A few weeks ago, the team at So-Gnar wrapped up work on a few murals at Asterisk Event Venue on the corner of Arapahoe and Park Avenue in the heart of Denver. Located right across the street from So-Gnar owner/founder Pat Milbery’s iconic ‘Love This City’ piece, the freshly painted walls at Asterisk add even more color and life to the aptly named RiNo Art District. Starting with two walls in the entrance to the kid’s check-in space for Grace City Church and ending with the hallway upstairs just off the elevator – these walls are now the most colorful in the whole space. Made almost entirely of white shiplap and exposed brick, Asterisk is known for its whiteout vibes and blank canvas feeling. Taking advantage of the canvas and making the most of it, the So-Gnar team took to the walls.
Matt Hand, the lead pastor at Grace City Church, said he initially wanted to work with the So-Gnar Creative Division on the kid's area to emphasize the joy and thoughtfulness of the space, reflecting its purpose as a place for children to learn and have fun. The brightness of the colors contrast with the sterile white of the rest of the building so beautifully and highlights the versatility of both the building and the events held here. The first wall outside the kid’s rooms, coined ‘From Within’ by Milbery, is a colorful geometric landscape with the words “Faith,” “Hope”, and “Love” integrated into the design. This comes from 1 Corinthians 13… “and the greatest of these is love.” Asterisk ownership prioritizes love as part of their philosophy and has opened their doors for the past several months, donating space as an emergency homeless shelter for safe social distancing. Hand wanted to include these Christian values that are widely recognized and prevalent in secular society and can be respected by everyone. Faith, hope, and love are of the most inclusive words in the English language, and art is one of the most inclusive practices – bringing a beautiful sense of cohesion to the entire project.
Inspired by previous pieces of So-Gnar’s, Hand wanted to have some of Colorado’s most identifiable and iconic images represented in the murals at Asterisk. The vision came together with the whimsical mountains and columbines (the Colorado state flower) in the foreground. An artistic interpretation of Colorado’s Mount of the Holy Cross and a playful bird perched at the corner of the television contribute to the mural’s spirited significance. By adding accents of the church’s color palette within the greenery of the art piece, the kid's rooms have come together to create a cohesive and meaningful space.

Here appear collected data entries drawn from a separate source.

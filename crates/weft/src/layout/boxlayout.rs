use geom::{Axis, Expanse, Rect};

use super::{Constraint, Layout, SizeSpec, desired_size};
use crate::canvas::Canvas;

/// A child's extents along the layout's main axis, after resolving its
/// size constraint. `Fixed` and `Percentage` pin all three values;
/// `Preferred` pins the ceiling at the child's preference; everything
/// else keeps the child's own hard max as the ceiling, so unconstrained
/// and `Fill` children alike absorb leftover space.
#[derive(Debug, Clone, Copy)]
struct Extent {
    min: u64,
    pref: u64,
    max: u64,
}

/// Stacks children along one axis. Each child spans the container's full
/// cross extent.
///
/// The main-axis distribution runs in one of three regimes:
/// - combined minimums exceed the container: every child shrinks in
///   proportion to its minimum share;
/// - combined preferences fit: minimums are granted, then leftover space
///   is handed out in equal per-child increments, skipping children at
///   their ceiling, until nothing remains or nothing can absorb more;
/// - preferences overflow but minimums fit: proportional split against
///   preference weights.
/// In the proportional regimes every share rounds to nearest except the
/// last participant, which takes the exact remainder, so the distributed
/// sum always equals the available space.
pub struct BoxLayout {
    pub axis: Axis,
}

impl BoxLayout {
    pub fn horizontal() -> Self {
        Self {
            axis: Axis::Horizontal,
        }
    }

    pub fn vertical() -> Self {
        Self {
            axis: Axis::Vertical,
        }
    }

    fn main(&self, e: Expanse) -> u32 {
        match self.axis {
            Axis::Horizontal => e.w,
            Axis::Vertical => e.h,
        }
    }

    fn cross(&self, e: Expanse) -> u32 {
        match self.axis {
            Axis::Horizontal => e.h,
            Axis::Vertical => e.w,
        }
    }

    fn extent(&self, child: &dyn Canvas, avail: u32) -> Extent {
        let min = u64::from(self.main(child.min_size()));
        let max = u64::from(self.main(child.max_size()));
        match child.constraint() {
            Some(Constraint::Size(SizeSpec::Fixed(n))) => {
                let n = u64::from(n);
                Extent {
                    min: n,
                    pref: n,
                    max: n,
                }
            }
            Some(Constraint::Size(SizeSpec::Percentage(p))) => {
                let n = (u64::from(avail) * u64::from(p) + 50) / 100;
                Extent {
                    min: n,
                    pref: n,
                    max: n,
                }
            }
            Some(Constraint::Size(SizeSpec::Fill)) => Extent { min, pref: min, max },
            Some(Constraint::Size(SizeSpec::Preferred)) => {
                let pref = u64::from(self.main(desired_size(child)));
                Extent {
                    min,
                    pref,
                    max: pref.max(min),
                }
            }
            _ => {
                let pref = u64::from(self.main(desired_size(child)));
                Extent {
                    min,
                    pref,
                    max: max.max(min),
                }
            }
        }
    }

    /// Split `avail` across `weights` proportionally, rounding each share
    /// to nearest, with the last participant absorbing the remainder.
    fn proportional(avail: u32, weights: &[u64]) -> Vec<u64> {
        let total: u64 = weights.iter().sum();
        let avail = u64::from(avail);
        let mut out = vec![0u64; weights.len()];
        let mut spent = 0u64;
        for (i, &w) in weights.iter().enumerate() {
            if i + 1 == weights.len() {
                out[i] = avail - spent;
            } else {
                let share = if total == 0 {
                    0
                } else {
                    (avail * w + total / 2) / total
                };
                // Earlier rounding can overshoot; never hand out more than
                // remains.
                out[i] = share.min(avail - spent);
                spent += out[i];
            }
        }
        out
    }

    fn distribute(&self, avail: u32, extents: &[Extent]) -> Vec<u64> {
        let sum_min: u64 = extents.iter().map(|e| e.min).sum();
        let sum_pref: u64 = extents.iter().map(|e| e.pref).sum();

        if sum_min > u64::from(avail) {
            let weights: Vec<u64> = extents.iter().map(|e| e.min).collect();
            return Self::proportional(avail, &weights);
        }
        if sum_pref > u64::from(avail) {
            let weights: Vec<u64> = extents.iter().map(|e| e.pref).collect();
            return Self::proportional(avail, &weights);
        }

        // Grant minimums, then hand out the surplus in equal per-child
        // increments, skipping children at their ceiling.
        let mut sizes: Vec<u64> = extents.iter().map(|e| e.min).collect();
        let mut left = u64::from(avail) - sum_min;
        while left > 0 {
            let active = sizes
                .iter()
                .zip(extents)
                .filter(|(s, e)| **s < e.max)
                .count() as u64;
            if active == 0 {
                break;
            }
            let inc = (left / active).max(1);
            let mut progressed = false;
            for (s, e) in sizes.iter_mut().zip(extents) {
                if left == 0 {
                    break;
                }
                let give = inc.min(e.max - *s).min(left);
                if give > 0 {
                    *s += give;
                    left -= give;
                    progressed = true;
                }
            }
            if !progressed {
                break;
            }
        }
        sizes
    }
}

impl Layout for BoxLayout {
    fn layout_children(&mut self, area: Expanse, children: &mut [Box<dyn Canvas>]) {
        let avail = self.main(area);
        let visible: Vec<usize> = (0..children.len())
            .filter(|&i| children[i].visible())
            .collect();
        let extents: Vec<Extent> = visible
            .iter()
            .map(|&i| self.extent(children[i].as_ref(), avail))
            .collect();
        let sizes = self.distribute(avail, &extents);

        let mut pos = 0u32;
        for (&i, &sz) in visible.iter().zip(&sizes) {
            let main = u32::try_from(sz).unwrap_or(u32::MAX);
            let child = children[i].as_mut();
            let r = match self.axis {
                Axis::Horizontal => Rect::new(pos, 0, main, area.h),
                Axis::Vertical => Rect::new(0, pos, area.w, main),
            };
            // Clamp is hard even when the distribution asked for less than
            // the child's minimum; stacking advances by the clamped size.
            let clamped = child.state().clamp_size(r.expanse());
            child.set_position(r.tl);
            child.set_size(clamped);
            pos = pos.saturating_add(self.main(clamped));
        }
    }

    fn preferred_size(&self, area: Expanse, children: &[Box<dyn Canvas>]) -> Expanse {
        let avail = self.main(area);
        let mut main = 0u64;
        let mut cross = 0u32;
        for child in children.iter().filter(|c| c.visible()) {
            main += self.extent(child.as_ref(), avail).pref;
            cross = cross.max(self.cross(desired_size(child.as_ref())));
        }
        let main = u32::try_from(main).unwrap_or(u32::MAX);
        match self.axis {
            Axis::Horizontal => Expanse::new(main, cross),
            Axis::Vertical => Expanse::new(cross, main),
        }
    }
}

#[cfg(test)]
mod tests {
    use super::super::tests::Block;
    use super::*;
    use geom::Point;

    fn constrained(w: u32, h: u32, spec: SizeSpec) -> Box<dyn Canvas> {
        let mut b = Block::sized(w, h);
        b.set_constraint(Some(Constraint::Size(spec)));
        b
    }

    #[test]
    fn fixed_and_fill_horizontal() {
        let mut children = vec![
            constrained(0, 0, SizeSpec::Fixed(4)),
            constrained(0, 0, SizeSpec::Fill),
        ];
        BoxLayout::horizontal().layout_children(Expanse::new(10, 3), &mut children);
        assert_eq!(children[0].rect(), Rect::new(0, 0, 4, 3));
        assert_eq!(children[1].rect(), Rect::new(4, 0, 6, 3));
    }

    #[test]
    fn percentage_rounds_to_nearest() {
        let mut children = vec![
            constrained(0, 0, SizeSpec::Percentage(25)),
            constrained(0, 0, SizeSpec::Fill),
        ];
        BoxLayout::horizontal().layout_children(Expanse::new(10, 1), &mut children);
        // 25% of 10 rounds to 3 with nearest-integer rounding of 2.5.
        assert_eq!(children[0].rect().w, 3);
        assert_eq!(children[1].rect().w, 7);
    }

    #[test]
    fn preferred_overflow_splits_proportionally() {
        let mut children = vec![Block::sized(6, 1), Block::sized(3, 1)];
        BoxLayout::horizontal().layout_children(Expanse::new(6, 1), &mut children);
        // Weights 6:3 against 6 cells; first rounds to 4, last takes the
        // remainder.
        assert_eq!(children[0].rect().w, 4);
        assert_eq!(children[1].rect().w, 2);
        assert_eq!(children[1].rect().tl, Point::new(4, 0));
    }

    #[test]
    fn shrink_below_minimums_is_proportional() {
        let mut children = vec![
            Block::with_bounds(0, 0, Expanse::new(6, 1), Expanse::new(u32::MAX, u32::MAX)),
            Block::with_bounds(0, 0, Expanse::new(2, 1), Expanse::new(u32::MAX, u32::MAX)),
        ];
        BoxLayout::horizontal().layout_children(Expanse::new(4, 1), &mut children);
        // Distribution wants 3:1 but the hard min clamp pulls each child
        // back up; stacking still follows the clamped sizes.
        assert_eq!(children[0].rect().w, 6);
        assert_eq!(children[1].rect().w, 2);
        assert_eq!(children[1].rect().tl, Point::new(6, 0));
    }

    #[test]
    fn fill_children_share_surplus_equally() {
        let mut children = vec![
            constrained(0, 0, SizeSpec::Fill),
            constrained(0, 0, SizeSpec::Fill),
            constrained(0, 0, SizeSpec::Fill),
        ];
        BoxLayout::vertical().layout_children(Expanse::new(5, 9), &mut children);
        for (i, c) in children.iter().enumerate() {
            assert_eq!(c.rect(), Rect::new(0, 3 * i as u32, 5, 3));
        }
    }

    #[test]
    fn fill_respects_max() {
        let mut children = vec![
            {
                let mut b = Block::with_bounds(0, 0, Expanse::new(0, 0), Expanse::new(3, u32::MAX));
                b.set_constraint(Some(Constraint::Size(SizeSpec::Fill)));
                b
            },
            constrained(0, 0, SizeSpec::Fill),
        ];
        BoxLayout::horizontal().layout_children(Expanse::new(10, 1), &mut children);
        assert_eq!(children[0].rect().w, 3);
        assert_eq!(children[1].rect().w, 7);
    }

    #[test]
    fn surplus_grows_unconstrained_children_past_preference() {
        let mut children = vec![Block::sized(3, 1), Block::sized(3, 1)];
        BoxLayout::horizontal().layout_children(Expanse::new(10, 1), &mut children);
        // Preference is a starting point, not a cap; the surplus splits
        // equally and nothing is left unassigned.
        assert_eq!(children[0].rect().w, 5);
        assert_eq!(children[1].rect().w, 5);
        assert_eq!(children[1].rect().tl, Point::new(5, 0));
    }

    #[test]
    fn preferred_constraint_pins_the_ceiling() {
        let mut children = vec![
            constrained(3, 1, SizeSpec::Preferred),
            Block::sized(3, 1),
        ];
        BoxLayout::horizontal().layout_children(Expanse::new(10, 1), &mut children);
        assert_eq!(children[0].rect().w, 3);
        assert_eq!(children[1].rect().w, 7);
    }

    #[test]
    fn surplus_stops_at_hard_max() {
        let mut children = vec![
            Block::with_bounds(2, 1, Expanse::new(0, 0), Expanse::new(4, u32::MAX)),
            Block::sized(2, 1),
        ];
        BoxLayout::horizontal().layout_children(Expanse::new(10, 1), &mut children);
        assert_eq!(children[0].rect().w, 4);
        assert_eq!(children[1].rect().w, 6);
    }

    #[test]
    fn invisible_children_untouched() {
        let mut children = vec![constrained(0, 0, SizeSpec::Fill), Block::sized(2, 2)];
        children[1].set_visible(false);
        children[1].set_position(Point::new(7, 7));
        BoxLayout::horizontal().layout_children(Expanse::new(10, 3), &mut children);
        assert_eq!(children[0].rect().w, 10);
        assert_eq!(children[1].rect(), Rect::new(7, 7, 2, 2));
    }

    #[test]
    fn exact_sum_when_preferences_overflow() {
        let mut children = vec![Block::sized(5, 1), Block::sized(5, 1), Block::sized(5, 1)];
        BoxLayout::horizontal().layout_children(Expanse::new(11, 1), &mut children);
        let total: u32 = children.iter().map(|c| c.rect().w).sum();
        assert_eq!(total, 11);
    }

    #[test]
    fn preferred_sums_main_axis() {
        let children = vec![Block::sized(3, 2), Block::sized(4, 1)];
        let pref = BoxLayout::horizontal().preferred_size(Expanse::new(100, 100), &children);
        assert_eq!(pref, Expanse::new(7, 2));
    }
}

The hallway from the elevator doors to the rooftop has also gotten quite the makeover from the creatives over at So-Gnar. Milbery’s iconic geometric theme in confluence with the Asterisk logo and stylized arrows subtly directing foot traffic from the elevator to the rooftop has entirely transformed the room. The eye naturally leads around the room following the colors onto the rooftop deck. From the drabbest public space in the building to maybe the most memorable, there’s no doubt this wall will be featured on a number of Instagram posts in the near future. The transition from the clean white of the main space downstairs to the unexpected element of color is genuinely exciting and almost gasp-worthy.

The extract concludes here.